Sila Nanotechnologies, a battery startup founded in 2011 by a former Tesla engineer, announced on May 3 plans for a new plant based in the United States that will mass-produce material for low-cost next-generation batteries with a longer range and is not dependent on manufacturing in China.
“In a commitment to ensure America retains global leadership in the world’s transition to the new energy storage era, Sila, a next-generation battery materials company, today announced the purchase of a facility with more than 600,000 square feet of space located in Moses Lake, WA to be used to manufacture Sila’s breakthrough lithium-ion anode materials at automotive volumes and quality,” announced the company in a May 3 press release.
“Powered with hydropower, the facility is located on 160-acres of land close to rail lines for convenient and efficient shipping,” said Sila.

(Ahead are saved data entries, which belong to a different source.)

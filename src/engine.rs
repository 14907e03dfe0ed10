//! Market engine: validates, solves, and commits trades, resolutions,
//! redemptions, and cash movements as atomic units.
//!
//! Concurrency discipline: every mutation of one market's totals runs
//! under that market's keyed async lock, so same-market trades serialize
//! while different markets proceed in parallel. Pure cash movements rely
//! on the store's atomic apply and its non-negative balance guard.

use std::collections::{BTreeMap, HashMap};
use std::sync::{Arc, Mutex as StdMutex};

use chrono::Utc;
use serde::Serialize;
use tokio::sync::Mutex as AsyncMutex;
use tracing::{debug, info};

use crate::config::MarketConfig;
use crate::error::{EngineError, EngineResult};
use crate::events::{EventBus, MarketEvent};
use crate::lmsr::{from_cash, to_cash, Side};
use crate::store::{
    Balance, LedgerStore, LogRecord, Market, Mutation, NewMarket, Outcome, Position,
    ResolutionRecord, TradeRecord, TransferKind, TransferRecord, SHARE_EPSILON,
};

/// Result of one committed buy or sell.
#[derive(Debug, Clone, Serialize)]
pub struct TradeReceipt {
    pub market_id: String,
    pub user: String,
    pub side: Side,
    /// Signed: positive for buys, negative for sells.
    pub shares_delta: f64,
    /// Ledger units moved: the debit for buys, the credit for sells.
    pub amount: i128,
    /// Average price per share for this fill.
    pub price: f64,
    /// Implied YES odds after the trade.
    pub new_price: f64,
    /// Trader's cash after the trade, in ledger units.
    pub balance: i128,
}

/// Result of one user's settlement against a resolved market.
#[derive(Debug, Clone, Serialize)]
pub struct RedeemReceipt {
    pub market_id: String,
    pub user: String,
    pub outcome: Outcome,
    pub shares_redeemed: f64,
    pub payout: i128,
}

/// Market-wide summary returned from `resolve`.
#[derive(Debug, Clone, Serialize)]
pub struct ResolutionSummary {
    pub market_id: String,
    pub question: String,
    pub outcome: Outcome,
    /// Implied YES odds at the moment of resolution.
    pub implied_odds: f64,
    pub total_paid: i128,
    pub total_lost_shares: f64,
}

struct Settlement {
    payout: i128,
    shares_redeemed: f64,
    lost_shares: f64,
}

pub struct Engine<S> {
    store: S,
    cfg: MarketConfig,
    events: EventBus,
    market_locks: StdMutex<HashMap<String, Arc<AsyncMutex<()>>>>,
}
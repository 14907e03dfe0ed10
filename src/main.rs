use std::sync::Arc;

use tracing_subscriber::EnvFilter;

use market_engine::config::Config;
use market_engine::engine::Engine;
use market_engine::lmsr::to_cash;
use market_engine::pg_store::PgStore;
use market_engine::server::{self, AppState};

#[tokio::main]
async fn main() -> anyhow::Result<()> {
    dotenv::dotenv().ok();
    tracing_subscriber::fmt()
        .with_env_filter(
            EnvFilter::try_from_default_env().unwrap_or_else(|_| EnvFilter::new("info")),
        )
        .init();

    let config = Config::from_env();
    tracing::info!(
        default_b = config.market.default_b,
        redeem_fee = config.market.redeem_fee,
        pool = %config.market.pool_account,
        "starting market engine"
    );

    let store = PgStore::connect(
        &config.server.database_url,
        to_cash(config.market.default_balance),
    )
    .await?;
    store.migrate().await?;

    let engine = Arc::new(Engine::new(store, config.market.clone()));
    let state = AppState {
        engine,
        admin_token: config.server.admin_token.clone(),
    };
    let app = server::router(state);

    let listener = tokio::net::TcpListener::bind(&config.server.bind).await?;
    tracing::info!(addr = %config.server.bind, "market engine listening");
    axum::serve(listener, app).await?;

    Ok(())
}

Sila’s CEO Gene Berdichevsky told Reuters that the company will invest a few hundred million dollars to build the new factory in Washington state, which is set to open in the second half of 2024, with full production beginning in early 2025.
The cost of electric car batteries has yet to fall to a more affordable price as was earlier anticipated, when Tesla jump-started the demand for batteries after its founding in 2003, due to material situations, explained the CEO to Reuters.

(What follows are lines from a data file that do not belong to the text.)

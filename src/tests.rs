//! Engine scenario tests against the in-memory ledger.

use std::sync::Arc;

use crate::config::MarketConfig;
use crate::engine::Engine;
use crate::error::EngineError;
use crate::lmsr::{self, from_cash, to_cash, Side};
use crate::mem_store::MemStore;
use crate::store::{LedgerStore, NewMarket, Outcome, TransferKind};

const REDEEM_FEE: f64 = 0.05;

fn test_engine() -> Engine<MemStore> {
    let cfg = MarketConfig {
        default_b: 100.0,
        default_balance: 0.0,
        redeem_fee: REDEEM_FEE,
        sell_fee: 0.0,
        pool_account: "AMM".to_string(),
    };
    Engine::new(MemStore::new(0), cfg)
}

async fn engine_with_market(id: &str, b: f64) -> Engine<MemStore> {
    let engine = test_engine();
    engine
        .create_market(
            NewMarket {
                id: id.to_string(),
                question: format!("test market {id}"),
                details: None,
                subject: None,
                creator: Some("admin".to_string()),
                b,
            },
            true,
        )
        .await
        .unwrap();
    engine
}

#[tokio::test]
async fn buy_resolve_redeem_scenario() {
    let engine = engine_with_market("EVENT", 25.0).await;

    let market = engine.market("EVENT").await.unwrap();
    assert!((market.implied_odds - 0.5).abs() < 1e-12);

    engine.deposit("alice", 1_000.0).await.unwrap();
    let receipt = engine
        .execute_buy("EVENT", "alice", Side::Yes, 100.0)
        .await
        .unwrap();
    let dq = receipt.shares_delta;
    assert!(dq > 0.0);
    assert!(receipt.new_price > 0.5);
    assert_eq!(receipt.amount, to_cash(100.0));

    let position = engine
        .store()
        .get_position("alice", "EVENT", Side::Yes)
        .await
        .unwrap()
        .unwrap();
    assert_eq!(position.shares, dq);
    assert_eq!(position.cost_basis, to_cash(100.0));

    let balance = engine.balance("alice").await.unwrap();
    assert_eq!(balance.cash, to_cash(900.0));

    // resolution settles the winner at $1 per share minus the fee
    let summary = engine.resolve("EVENT", Outcome::Yes, true).await.unwrap();
    let expected_payout = to_cash(dq * 1.0 * (1.0 - REDEEM_FEE));
    assert_eq!(summary.total_paid, expected_payout);

    let balance = engine.balance("alice").await.unwrap();
    assert_eq!(balance.cash, to_cash(900.0) + expected_payout);

    // second redemption is a no-op, never a double credit
    let receipt = engine.redeem("EVENT", "alice").await.unwrap();
    assert_eq!(receipt.payout, 0);
    assert_eq!(receipt.shares_redeemed, 0.0);
    let balance = engine.balance("alice").await.unwrap();
    assert_eq!(balance.cash, to_cash(900.0) + expected_payout);
}

#[tokio::test]
async fn concurrent_buys_compose_sequentially() {
    let b = 100.0;
    let engine = Arc::new(engine_with_market("RACE", b).await);
    engine.deposit("alice", 500.0).await.unwrap();
    engine.deposit("bob", 500.0).await.unwrap();

    let e1 = Arc::clone(&engine);
    let e2 = Arc::clone(&engine);
    let t1 = tokio::spawn(async move { e1.execute_buy("RACE", "alice", Side::Yes, 50.0).await });
    let t2 = tokio::spawn(async move { e2.execute_buy("RACE", "bob", Side::Yes, 50.0).await });
    t1.await.unwrap().unwrap();
    t2.await.unwrap().unwrap();

    // no lost update: the result must equal solving buy 1 then buy 2 on
    // the updated totals, which by path independence is one $100 buy
    let expected = lmsr::shares_for_spend(Side::Yes, 0.0, 0.0, b, 100.0).unwrap();
    let market = engine.market("RACE").await.unwrap();
    assert!(
        (market.yes_shares - expected).abs() < 1e-9,
        "q_yes={} expected={}",
        market.yes_shares,
        expected
    );

    let positions = engine.store().market_positions("RACE").await.unwrap();
    let held: f64 = positions.iter().map(|p| p.shares).sum();
    assert!((held - market.yes_shares).abs() < 1e-12);
}

#[tokio::test]
async fn insufficient_cash_leaves_no_trace() {
    let engine = engine_with_market("POOR", 100.0).await;
    engine.deposit("alice", 10.0).await.unwrap();

    let result = engine.execute_buy("POOR", "alice", Side::Yes, 50.0).await;
    assert!(matches!(result, Err(EngineError::InsufficientCash)));

    let balance = engine.balance("alice").await.unwrap();
    assert_eq!(balance.cash, to_cash(10.0));
    assert_eq!(balance.volume_traded, 0.0);

    let market = engine.market("POOR").await.unwrap();
    assert_eq!(market.yes_shares, 0.0);
    assert_eq!(market.volume_traded, 0.0);
    assert!(engine.store().trade_log().is_empty());
}

#[tokio::test]
async fn resolved_market_refuses_trading() {
    let engine = engine_with_market("DONE", 100.0).await;
    engine.deposit("alice", 100.0).await.unwrap();
    engine
        .execute_buy("DONE", "alice", Side::No, 20.0)
        .await
        .unwrap();
    engine.resolve("DONE", Outcome::No, true).await.unwrap();

    assert!(matches!(
        engine.execute_buy("DONE", "alice", Side::Yes, 10.0).await,
        Err(EngineError::MarketAlreadyResolved(_))
    ));
    assert!(matches!(
        engine.execute_sell("DONE", "alice", Side::No, 50.0).await,
        Err(EngineError::MarketAlreadyResolved(_))
    ));
    // and a second resolution is refused too
    assert!(matches!(
        engine.resolve("DONE", Outcome::Yes, true).await,
        Err(EngineError::MarketAlreadyResolved(_))
    ));
}

#[tokio::test]
async fn redeem_requires_resolution() {
    let engine = engine_with_market("OPEN", 100.0).await;
    engine.deposit("alice", 100.0).await.unwrap();
    engine
        .execute_buy("OPEN", "alice", Side::Yes, 50.0)
        .await
        .unwrap();

    assert!(matches!(
        engine.redeem("OPEN", "alice").await,
        Err(EngineError::MarketStillOpen(_))
    ));
}

#[tokio::test]
async fn sell_validates_percent_and_holdings() {
    let engine = engine_with_market("SELL", 100.0).await;
    engine.deposit("alice", 200.0).await.unwrap();
    engine
        .execute_buy("SELL", "alice", Side::Yes, 100.0)
        .await
        .unwrap();

    for bad in [0.0, -10.0, 100.5, f64::NAN] {
        assert!(matches!(
            engine.execute_sell("SELL", "alice", Side::Yes, bad).await,
            Err(EngineError::InvalidPercent)
        ));
    }
    // holding YES does not entitle selling NO
    assert!(matches!(
        engine.execute_sell("SELL", "alice", Side::No, 50.0).await,
        Err(EngineError::InsufficientShares)
    ));
    assert!(matches!(
        engine.execute_sell("SELL", "bob", Side::Yes, 50.0).await,
        Err(EngineError::InsufficientShares)
    ));
}

#[tokio::test]
async fn sell_round_trip_returns_the_spend() {
    let engine = engine_with_market("TRIP", 100.0).await;
    engine.deposit("alice", 100.0).await.unwrap();
    let spend = to_cash(100.0);
    engine
        .execute_buy("TRIP", "alice", Side::Yes, 100.0)
        .await
        .unwrap();

    let half = engine
        .execute_sell("TRIP", "alice", Side::Yes, 50.0)
        .await
        .unwrap();
    let position = engine
        .store()
        .get_position("alice", "TRIP", Side::Yes)
        .await
        .unwrap()
        .unwrap();
    assert!((position.shares - (-half.shares_delta)).abs() < 1e-9);

    let rest = engine
        .execute_sell("TRIP", "alice", Side::Yes, 100.0)
        .await
        .unwrap();
    assert!(engine
        .store()
        .get_position("alice", "TRIP", Side::Yes)
        .await
        .unwrap()
        .is_none());

    // same convex path both ways: payouts reproduce the spend up to one
    // ledger unit of rounding, and never profit beyond it
    let total = half.amount + rest.amount;
    assert!((total - spend).abs() <= 1, "total={total} spend={spend}");

    let market = engine.market("TRIP").await.unwrap();
    assert!(market.yes_shares.abs() < 1e-9);
}

#[tokio::test]
async fn pool_totals_match_user_holdings() {
    let engine = engine_with_market("SUM", 50.0).await;
    for user in ["alice", "bob", "carol"] {
        engine.deposit(user, 300.0).await.unwrap();
    }
    engine
        .execute_buy("SUM", "alice", Side::Yes, 80.0)
        .await
        .unwrap();
    engine
        .execute_buy("SUM", "bob", Side::No, 120.0)
        .await
        .unwrap();
    engine
        .execute_buy("SUM", "carol", Side::Yes, 40.0)
        .await
        .unwrap();
    engine
        .execute_sell("SUM", "alice", Side::Yes, 25.0)
        .await
        .unwrap();

    let market = engine.market("SUM").await.unwrap();
    let positions = engine.store().market_positions("SUM").await.unwrap();
    let held_yes: f64 = positions
        .iter()
        .filter(|p| p.side == Side::Yes)
        .map(|p| p.shares)
        .sum();
    let held_no: f64 = positions
        .iter()
        .filter(|p| p.side == Side::No)
        .map(|p| p.shares)
        .sum();
    assert!((held_yes - market.yes_shares).abs() < 1e-9);
    assert!((held_no - market.no_shares).abs() < 1e-9);

    // cached odds never drift from the totals they derive from
    let recomputed = lmsr::price_yes(market.yes_shares, market.no_shares, market.b);
    assert!((market.implied_odds - recomputed).abs() < 1e-12);
}

#[tokio::test]
async fn half_outcome_settles_both_sides_at_fifty_cents() {
    let engine = engine_with_market("HALF", 100.0).await;
    engine.deposit("alice", 100.0).await.unwrap();
    engine.deposit("bob", 100.0).await.unwrap();
    let yes = engine
        .execute_buy("HALF", "alice", Side::Yes, 60.0)
        .await
        .unwrap();
    let no = engine
        .execute_buy("HALF", "bob", Side::No, 40.0)
        .await
        .unwrap();

    engine.resolve("HALF", Outcome::Half, true).await.unwrap();

    let alice = engine.balance("alice").await.unwrap();
    let bob = engine.balance("bob").await.unwrap();
    assert_eq!(
        alice.cash,
        to_cash(40.0) + to_cash(yes.shares_delta * 0.5 * (1.0 - REDEEM_FEE))
    );
    assert_eq!(
        bob.cash,
        to_cash(60.0) + to_cash(no.shares_delta * 0.5 * (1.0 - REDEEM_FEE))
    );

    let log = engine.store().resolution_log();
    assert_eq!(log.len(), 2);
    assert!(log.iter().all(|r| r.outcome == Outcome::Half));
}

#[tokio::test]
async fn transfers_move_cash_and_write_logs() {
    let engine = test_engine();

    engine.deposit("alice", 100.0).await.unwrap();
    assert!(matches!(
        engine.withdraw("alice", 150.0).await,
        Err(EngineError::InsufficientCash)
    ));
    assert!(matches!(
        engine.transfer("alice", "alice", 10.0).await,
        Err(EngineError::InvalidAmount)
    ));
    assert!(matches!(
        engine.deposit("alice", -5.0).await,
        Err(EngineError::InvalidAmount)
    ));

    engine.transfer("alice", "bob", 30.0).await.unwrap();
    let alice = engine.balance("alice").await.unwrap();
    let bob = engine.balance("bob").await.unwrap();
    assert_eq!(alice.cash, to_cash(70.0));
    assert_eq!(bob.cash, to_cash(30.0));

    engine.withdraw("bob", 30.0).await.unwrap();
    assert_eq!(engine.balance("bob").await.unwrap().cash, 0);

    let log = engine.store().transfer_log();
    let kinds: Vec<TransferKind> = log.iter().map(|t| t.kind).collect();
    assert_eq!(
        kinds,
        vec![
            TransferKind::Deposit,
            TransferKind::Transfer,
            TransferKind::Withdrawal
        ]
    );
    // the failed withdrawal and self-transfer left no rows
    assert_eq!(log.len(), 3);
}

#[tokio::test]
async fn create_market_guards() {
    let engine = engine_with_market("DUP", 100.0).await;

    let dup = NewMarket {
        id: "DUP".to_string(),
        question: "again".to_string(),
        details: None,
        subject: None,
        creator: None,
        b: 100.0,
    };
    assert!(matches!(
        engine.create_market(dup.clone(), true).await,
        Err(EngineError::MarketExists(_))
    ));
    assert!(matches!(
        engine.create_market(dup.clone(), false).await,
        Err(EngineError::Unauthorized)
    ));

    let mut bad_b = dup.clone();
    bad_b.id = "BADB".to_string();
    bad_b.b = 0.0;
    assert!(matches!(
        engine.create_market(bad_b, true).await,
        Err(EngineError::InvalidAmount)
    ));

    assert!(matches!(
        engine.execute_buy("MISSING", "alice", Side::Yes, 10.0).await,
        Err(EngineError::MarketNotFound(_))
    ));
}

#[tokio::test]
async fn delete_market_cascades_positions() {
    let engine = engine_with_market("GONE", 100.0).await;
    engine.deposit("alice", 100.0).await.unwrap();
    engine
        .execute_buy("GONE", "alice", Side::Yes, 50.0)
        .await
        .unwrap();

    assert!(matches!(
        engine.delete_market("GONE", false).await,
        Err(EngineError::Unauthorized)
    ));
    engine.delete_market("GONE", true).await.unwrap();

    assert!(matches!(
        engine.market("GONE").await,
        Err(EngineError::MarketNotFound(_))
    ));
    assert!(engine
        .store()
        .get_position("alice", "GONE", Side::Yes)
        .await
        .unwrap()
        .is_none());
}

#[tokio::test]
async fn trade_log_records_post_trade_balance() {
    let engine = engine_with_market("LOG", 100.0).await;
    engine.deposit("alice", 500.0).await.unwrap();
    engine
        .execute_buy("LOG", "alice", Side::Yes, 100.0)
        .await
        .unwrap();

    let log = engine.store().trade_log();
    assert_eq!(log.len(), 1);
    let trade = &log[0];
    assert_eq!(trade.user, "alice");
    assert_eq!(trade.amount, to_cash(100.0));
    assert_eq!(trade.balance_after, to_cash(400.0));
    assert!(trade.shares > 0.0);
    assert!((trade.price - from_cash(trade.amount) / trade.shares).abs() < 1e-12);
}

#[tokio::test]
async fn lifecycle_events_are_published() {
    use crate::events::MarketEvent;

    let engine = test_engine();
    let mut rx = engine.events().subscribe();

    engine
        .create_market(
            NewMarket {
                id: "EVT".to_string(),
                question: "events?".to_string(),
                details: None,
                subject: None,
                creator: None,
                b: 100.0,
            },
            true,
        )
        .await
        .unwrap();
    engine.deposit("alice", 100.0).await.unwrap();
    engine
        .execute_buy("EVT", "alice", Side::Yes, 50.0)
        .await
        .unwrap();
    engine.resolve("EVT", Outcome::Yes, true).await.unwrap();

    assert!(matches!(
        rx.recv().await.unwrap(),
        MarketEvent::MarketCreated { .. }
    ));
    assert!(matches!(
        rx.recv().await.unwrap(),
        MarketEvent::TradeExecuted { shares, .. } if shares > 0.0
    ));
    assert!(matches!(
        rx.recv().await.unwrap(),
        MarketEvent::MarketResolved { outcome: Outcome::Yes, .. }
    ));
}

#[tokio::test]
async fn unauthorized_resolution_is_refused() {
    let engine = engine_with_market("AUTH", 100.0).await;
    assert!(matches!(
        engine.resolve("AUTH", Outcome::Yes, false).await,
        Err(EngineError::Unauthorized)
    ));
    let market = engine.market("AUTH").await.unwrap();
    assert!(!market.resolved);
}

Berdichevsky said that his materials could be used to build up to 500,000 chips, which would help lower the cost to consumers, making electric vehicles less expensive.
The battery company had raised an additional $590 million in 2021, raising its valuation to an estimated $3.3 billion.
“The U.S. has always excelled at innovation. Now we must also excel at manufacturing that innovation,” said Berdichevsky, who said that his company “is delivering proven next-generation anode materials today.”
“Our new Washington state plant builds on that momentum offering the manufacturing capacity to meet the needs of our auto partners on their way to a fully electric future. We’ve been working towards automotive quality standards and scale since our start to ensure longer range, faster charge times, and lower battery cost.”
“With this scale-up, we have a pivotal piece to realize the full potential of next-generation materials at the volumes required to make a global impact,” Berdichevsky concluded.